2021 World Series of Poker Europe

Bjorn Verbakel Wins First Bracelet for $59,250 in Event #2: €550 Pot-Limit Omaha

Bjorn Verbakel

Bjorn Verbakel has won his first gold WSOP bracelet and €59,250 in Event #2: €550 Pot-Limit Omaha. Verbakel is the seventh bracelet winner for the Netherlands and the third Dutchman to win in the Pot-Limit Omaha format after Vincent van der Fluit (2012) and Ronald Keijzer (2018).

The second event of the 2021 World Series of Poker Europe drew a total of 623 entries, creating a prize pool of €295,925, surpassing the guarantee by nearly 50%.

Verbakel collected the top prize of €59,250 after coming out on top of a short-lived heads-up duel with Zhao Feng who won €36,617.

WSOP Europe Event #2: €550 Pot-Limit Omaha Final Table Results

PlaceWinnerCountryPrize (in EUR)
1Bjorn VerbakelNetherlands€59,250
2Zhao FengSingapore€36,617
3Ken BeckersBelgium€25,530
4Richard TothHungary€18,111
5Alfredo Vega MeisterSpain€13,078
6Tobias PetersNetherlands€9,615
7Mikkel PlumDenmark€7,200
8Martin KabrhelCzech Republic€5,494

The Dutchman fired multiple entries but mentioned that it wasn't about the money on the final table but rather the coveted gold bracelet as he considers himself as a "retired card player". He actually earned two payouts as he was among those to bust on Day 1a minutes before bagging up. He collected €1,003 and re-entered into Day 1b to start his journey to glory with the second-biggest stack at the end of the night.

He is a 34-year-old e-business owner from Beek en Donk in the Netherlands and will stick around for another week at the King's Resort in Rozvadov to compete. Howver, the €10,350 WSOPE Main Event is not included in the planning as his wife and family back home come first.

A total of seven different countries were represented on the final table and the action was broadcasted on the WSOP YouTube channel with commentary provided by Ali Nejad and Len Ashby. Ken Beckers, Richard Toth, Alfredo Vega Meister, fellow Dutchman Tobias Peters, Mikkel Plum and Martin Kabrhel joined Verbakel and Feng on the big stage.

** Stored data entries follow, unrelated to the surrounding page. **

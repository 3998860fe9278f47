//! Configuration management
//!
//! This module handles loading and parsing configuration for the pressroom console.
//! Configuration can be loaded from:
//! - pressroom.yml file
//! - Environment variables (override file settings)
//!
//! Missing optional values are filled with sensible defaults.

use serde::{Deserialize, Serialize};
use std::path::PathBuf;

/// Main configuration structure
#[derive(Debug, Clone, Serialize, Deserialize)]
pub struct Config {
    /// Backend API configuration
    #[serde(default)]
    pub backend: BackendConfig,
    /// Cache configuration
    #[serde(default)]
    pub cache: CacheConfig,
    /// Retry configuration
    #[serde(default)]
    pub retry: RetryConfig,
    /// Upload configuration
    #[serde(default)]
    pub upload: UploadConfig,
}

impl Default for Config {
    fn default() -> Self {
        Self {
            backend: BackendConfig::default(),
            cache: CacheConfig::default(),
            retry: RetryConfig::default(),
            upload: UploadConfig::default(),
        }
    }
}

/// Backend API configuration
#[derive(Debug, Clone, Serialize, Deserialize)]
pub struct BackendConfig {
    /// Base URL of the backend API, including the path prefix
    #[serde(default = "default_base_url")]
    pub base_url: String,
    /// Request timeout in seconds
    #[serde(default = "default_timeout_secs")]
    pub timeout_secs: u64,
    /// Bearer token sent with every request (optional)
    #[serde(default)]
    pub auth_token: Option<String>,
}

impl Default for BackendConfig {
    fn default() -> Self {
        Self {
            base_url: default_base_url(),
            timeout_secs: default_timeout_secs(),
            auth_token: None,
        }
    }
}

fn default_base_url() -> String {
    "http://localhost:4000/api".to_string()
}

fn default_timeout_secs() -> u64 {
    30
}

/// Cache configuration
#[derive(Debug, Clone, Serialize, Deserialize)]
pub struct CacheConfig {
    /// Cache driver (memory or disk)
    #[serde(default)]
    pub driver: CacheDriver,
    /// Directory for the disk cache
    #[serde(default = "default_cache_dir")]
    pub dir: PathBuf,
    /// Age in seconds after which a cached entry is considered stale
    #[serde(default = "default_stale_secs")]
    pub stale_secs: u64,
    /// Age in seconds after which a cached entry is dropped entirely
    #[serde(default = "default_retain_secs")]
    pub retain_secs: u64,
}

impl Default for CacheConfig {
    fn default() -> Self {
        Self {
            driver: CacheDriver::default(),
            dir: default_cache_dir(),
            stale_secs: default_stale_secs(),
            retain_secs: default_retain_secs(),
        }
    }
}

fn default_cache_dir() -> PathBuf {
    PathBuf::from(".pressroom-cache")
}

fn default_stale_secs() -> u64 {
    300
}

fn default_retain_secs() -> u64 {
    600
}

/// Cache driver type
#[derive(Debug, Clone, Copy, PartialEq, Eq, Serialize, Deserialize, Default)]
#[serde(rename_all = "lowercase")]
pub enum CacheDriver {
    /// In-memory cache (default)
    #[default]
    Memory,
    /// Disk cache, survives across runs
    Disk,
}

/// Retry configuration for backend requests
#[derive(Debug, Clone, Serialize, Deserialize)]
pub struct RetryConfig {
    /// Number of retries after the initial attempt
    #[serde(default = "default_max_retries")]
    pub max_retries: u32,
    /// Delay before the first retry, in milliseconds
    #[serde(default = "default_base_delay_ms")]
    pub base_delay_ms: u64,
    /// Upper bound on the backoff delay, in milliseconds
    #[serde(default = "default_max_delay_ms")]
    pub max_delay_ms: u64,
}

impl Default for RetryConfig {
    fn default() -> Self {
        Self {
            max_retries: default_max_retries(),
            base_delay_ms: default_base_delay_ms(),
            max_delay_ms: default_max_delay_ms(),
        }
    }
}

fn default_max_retries() -> u32 {
    3
}

fn default_base_delay_ms() -> u64 {
    1000
}

fn default_max_delay_ms() -> u64 {
    20_000
}

/// Upload configuration for publication images
#[derive(Debug, Clone, Serialize, Deserialize)]
pub struct UploadConfig {
    /// Maximum image size in bytes (default: 3MB)
    #[serde(default = "default_max_image_size")]
    pub max_image_size: u64,
    /// Allowed image MIME types
    #[serde(default = "default_allowed_image_types")]
    pub allowed_image_types: Vec<String>,
}

impl Default for UploadConfig {
    fn default() -> Self {
        Self {
            max_image_size: default_max_image_size(),
            allowed_image_types: default_allowed_image_types(),
        }
    }
}

fn default_max_image_size() -> u64 {
    3 * 1024 * 1024 // 3MB
}

fn default_allowed_image_types() -> Vec<String> {
    vec![
        "image/jpeg".to_string(),
        "image/png".to_string(),
        "image/webp".to_string(),
        "image/jpg".to_string(),
    ]
}

impl UploadConfig {
    /// Check if a MIME type is allowed
    pub fn is_type_allowed(&self, mime_type: &str) -> bool {
        self.allowed_image_types.iter().any(|t| t == mime_type)
    }

    /// Human-readable label for the size limit, e.g. "3 MB"
    pub fn max_size_label(&self) -> String {
        const MIB: u64 = 1024 * 1024;
        if self.max_image_size % MIB == 0 {
            format!("{} MB", self.max_image_size / MIB)
        } else {
            format_file_size(self.max_image_size)
        }
    }
}

/// Format a byte count as a human-readable size
pub fn format_file_size(bytes: u64) -> String {
    const MIB: u64 = 1024 * 1024;
    const KIB: u64 = 1024;
    if bytes == 0 {
        "0 KB".to_string()
    } else if bytes >= MIB {
        format!("{:.2} MB", bytes as f64 / MIB as f64)
    } else {
        format!("{:.2} KB", bytes as f64 / KIB as f64)
    }
}

/// Error type for configuration parsing
#[derive(Debug, thiserror::Error)]
pub enum ConfigError {
    #[error("Failed to read config file '{path}': {source}")]
    FileRead {
        path: String,
        source: std::io::Error,
    },
    #[error("Failed to parse config file '{path}': {message}")]
    ParseError {
        path: String,
        message: String,
    },
    #[error("Invalid configuration: {0}")]
    ValidationError(String),
}

impl Config {
    /// Load configuration from file
    ///
    /// If the file doesn't exist, returns default configuration.
    /// If the file exists but is invalid YAML, returns an error with details.
    pub fn load(path: &std::path::Path) -> anyhow::Result<Self> {
        // If file doesn't exist, return defaults
        if !path.exists() {
            return Ok(Self::default());
        }

        // Read the file content
        let content = std::fs::read_to_string(path).map_err(|e| ConfigError::FileRead {
            path: path.display().to_string(),
            source: e,
        })?;

        // Handle empty file - return defaults
        if content.trim().is_empty() {
            return Ok(Self::default());
        }

        // Parse YAML with detailed error messages
        let config: Config = serde_yaml::from_str(&content).map_err(|e| {
            ConfigError::ParseError {
                path: path.display().to_string(),
                message: format_yaml_error(&e),
            }
        })?;

        config.validate()?;

        Ok(config)
    }

    /// Load configuration from file with environment variable overrides
    ///
    /// Environment variables follow the pattern:
    /// - PRESSROOM_BACKEND_BASE_URL
    /// - PRESSROOM_BACKEND_TIMEOUT_SECS
    /// - PRESSROOM_BACKEND_AUTH_TOKEN
    /// - PRESSROOM_CACHE_DRIVER
    /// - PRESSROOM_CACHE_DIR
    /// - PRESSROOM_CACHE_STALE_SECS
    /// - PRESSROOM_CACHE_RETAIN_SECS
    /// - PRESSROOM_RETRY_MAX_RETRIES
    /// - PRESSROOM_RETRY_BASE_DELAY_MS
    /// - PRESSROOM_RETRY_MAX_DELAY_MS
    /// - PRESSROOM_UPLOAD_MAX_IMAGE_SIZE
    pub fn load_with_env(path: &std::path::Path) -> anyhow::Result<Self> {
        // First load from file (or defaults)
        let mut config = Self::load(path)?;

        // Apply environment variable overrides
        config.apply_env_overrides();

        config.validate()?;

        Ok(config)
    }

    /// Apply environment variable overrides to the configuration
    fn apply_env_overrides(&mut self) {
        // Backend configuration
        if let Ok(base_url) = std::env::var("PRESSROOM_BACKEND_BASE_URL") {
            self.backend.base_url = base_url;
        }
        if let Ok(timeout) = std::env::var("PRESSROOM_BACKEND_TIMEOUT_SECS") {
            if let Ok(timeout) = timeout.parse::<u64>() {
                self.backend.timeout_secs = timeout;
            }
        }
        if let Ok(token) = std::env::var("PRESSROOM_BACKEND_AUTH_TOKEN") {
            self.backend.auth_token = Some(token);
        }

        // Cache configuration
        if let Ok(driver) = std::env::var("PRESSROOM_CACHE_DRIVER") {
            match driver.to_lowercase().as_str() {
                "memory" => self.cache.driver = CacheDriver::Memory,
                "disk" => self.cache.driver = CacheDriver::Disk,
                _ => {} // Ignore invalid values
            }
        }
        if let Ok(dir) = std::env::var("PRESSROOM_CACHE_DIR") {
            self.cache.dir = PathBuf::from(dir);
        }
        if let Ok(stale) = std::env::var("PRESSROOM_CACHE_STALE_SECS") {
            if let Ok(stale) = stale.parse::<u64>() {
                self.cache.stale_secs = stale;
            }
        }
        if let Ok(retain) = std::env::var("PRESSROOM_CACHE_RETAIN_SECS") {
            if let Ok(retain) = retain.parse::<u64>() {
                self.cache.retain_secs = retain;
            }
        }

        // Retry configuration
        if let Ok(retries) = std::env::var("PRESSROOM_RETRY_MAX_RETRIES") {
            if let Ok(retries) = retries.parse::<u32>() {
                self.retry.max_retries = retries;
            }
        }
        if let Ok(delay) = std::env::var("PRESSROOM_RETRY_BASE_DELAY_MS") {
            if let Ok(delay) = delay.parse::<u64>() {
                self.retry.base_delay_ms = delay;
            }
        }
        if let Ok(delay) = std::env::var("PRESSROOM_RETRY_MAX_DELAY_MS") {
            if let Ok(delay) = delay.parse::<u64>() {
                self.retry.max_delay_ms = delay;
            }
        }

        // Upload configuration
        if let Ok(size) = std::env::var("PRESSROOM_UPLOAD_MAX_IMAGE_SIZE") {
            if let Ok(size) = size.parse::<u64>() {
                self.upload.max_image_size = size;
            }
        }
    }

    /// Validate the configuration
    fn validate(&self) -> Result<(), ConfigError> {
        if self.backend.base_url.trim().is_empty() {
            return Err(ConfigError::ValidationError(
                "backend.base_url must not be empty".to_string(),
            ));
        }
        Ok(())
    }
}

/// Format YAML parsing error with location and context
fn format_yaml_error(e: &serde_yaml::Error) -> String {
    if let Some(location) = e.location() {
        format!(
            "at line {}, column {}: {}",
            location.line(),
            location.column(),
            e
        )
    } else {
        e.to_string()
    }
}

// Shared mutex for all config tests that modify environment variables.
// Both `tests` and `property_tests` modules use this to prevent race conditions.
#[cfg(test)]
static CONFIG_ENV_MUTEX: std::sync::Mutex<()> = std::sync::Mutex::new(());

#[cfg(test)]
const CONFIG_ENV_VARS: [&str; 11] = [
    "PRESSROOM_BACKEND_BASE_URL",
    "PRESSROOM_BACKEND_TIMEOUT_SECS",
    "PRESSROOM_BACKEND_AUTH_TOKEN",
    "PRESSROOM_CACHE_DRIVER",
    "PRESSROOM_CACHE_DIR",
    "PRESSROOM_CACHE_STALE_SECS",
    "PRESSROOM_CACHE_RETAIN_SECS",
    "PRESSROOM_RETRY_MAX_RETRIES",
    "PRESSROOM_RETRY_BASE_DELAY_MS",
    "PRESSROOM_RETRY_MAX_DELAY_MS",
    "PRESSROOM_UPLOAD_MAX_IMAGE_SIZE",
];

He overcame the arguably biggest obstacle on the final day in the first orbit after sending two-time WSOP bracelet winner Kabrhel to the rail. Both were the big stacks heading into the live-streamed showdown and Kabrhel was caught bluffing in just the second hand for Verbakel to claim a commanding lead. The Dutchman seemed unfazed by the table antics of Kabrhel and happily engaged in table chat with his foe throughout the last few days.

"He is just an annoying guy, everybody agrees on that, I guess. I already played with him once before and he is always acting like this, talking all the time and slowing down the game," Verbakel said when asked about the only previous WSOP bracelet winner on the final table. He also admitted adjusting accordingly because he was aware that Kabrhel was bluffing a lot and utilized more check-calls in his range as there was "nothing more you could do".

The hand that changed the table dynamics was one of such calls. "If he bets the river, it's pretty difficult. I think it's fifty-fifty, I guess, because I have the blocker with the nine but I didn't have any diamonds. I know he is capable of bluffing and against all other players at the table, I would have folded."

Martin Kabrhel

With a gargantuan lead at his disposal right out of the gates, even more so after sending Kabrhel to the rail shortly after[/, the Dutchman was seemingly running over the table despite one mishap in which he doubled eventual runner-up Feng.

"I played one hand really bad. I thought I had a flush draw but I didn't check again. I made a mistake and gave him the chance to have a lot of chips as well. Luckily for me, he played really tight when he had chips," Verbakel clarified with regards to Feng.

The entire final table was a rather brief affair with a one-sided leaderboard. It left Verbakel and Feng near the top until the heads-up stage was reached while one short stack after the other succumbed to the increasing blinds.

Third-place finisher Ken Beckers was the only one to threaten the duopoly after staging a comeback from fewer than two big blinds. However, an ill-timed move ended the run of the Belgian in third place and set the stage for a short-lived heads-up duel that lasted only 15 minutes.